WHAT IS NEEDED: Print, exactly as written, the line containing "Key::Trait(std::any::type_name::<T>())" and every line after it, ending with the final line of the data below.

Dataset entries:
******************************
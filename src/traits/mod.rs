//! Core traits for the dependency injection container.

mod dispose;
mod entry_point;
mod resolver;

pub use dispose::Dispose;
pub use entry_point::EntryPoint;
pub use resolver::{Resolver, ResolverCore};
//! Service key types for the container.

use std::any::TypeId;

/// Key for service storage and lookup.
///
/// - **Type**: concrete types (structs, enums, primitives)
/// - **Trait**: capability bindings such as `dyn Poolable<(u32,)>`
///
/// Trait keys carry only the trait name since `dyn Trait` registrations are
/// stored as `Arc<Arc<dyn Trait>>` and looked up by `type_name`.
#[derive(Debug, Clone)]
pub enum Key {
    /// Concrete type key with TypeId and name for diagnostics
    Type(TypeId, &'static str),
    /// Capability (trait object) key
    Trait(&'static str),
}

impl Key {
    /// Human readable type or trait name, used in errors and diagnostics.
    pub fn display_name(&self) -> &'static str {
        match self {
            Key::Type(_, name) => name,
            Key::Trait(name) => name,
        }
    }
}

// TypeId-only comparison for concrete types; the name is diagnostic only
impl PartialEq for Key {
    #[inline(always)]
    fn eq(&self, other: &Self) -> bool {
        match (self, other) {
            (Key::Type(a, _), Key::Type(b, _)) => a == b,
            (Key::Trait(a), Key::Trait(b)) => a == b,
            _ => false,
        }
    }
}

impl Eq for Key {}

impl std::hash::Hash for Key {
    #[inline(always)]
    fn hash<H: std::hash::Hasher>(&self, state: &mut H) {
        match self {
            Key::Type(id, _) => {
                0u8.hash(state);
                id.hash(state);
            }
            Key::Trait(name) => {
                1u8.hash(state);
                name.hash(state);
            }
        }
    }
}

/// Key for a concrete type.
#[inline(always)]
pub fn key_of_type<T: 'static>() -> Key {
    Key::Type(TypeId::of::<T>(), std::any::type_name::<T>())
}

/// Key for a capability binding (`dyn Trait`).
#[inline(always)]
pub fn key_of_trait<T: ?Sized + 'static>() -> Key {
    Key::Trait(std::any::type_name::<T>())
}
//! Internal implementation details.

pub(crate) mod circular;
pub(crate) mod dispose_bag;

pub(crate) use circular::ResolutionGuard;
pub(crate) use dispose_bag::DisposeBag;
******************************
PROBLEM SOLUTION:
    Key::Trait(std::any::type_name::<T>())
}
//! Internal implementation details.

pub(crate) mod circular;
pub(crate) mod dispose_bag;

pub(crate) use circular::ResolutionGuard;
pub(crate) use dispose_bag::DisposeBag;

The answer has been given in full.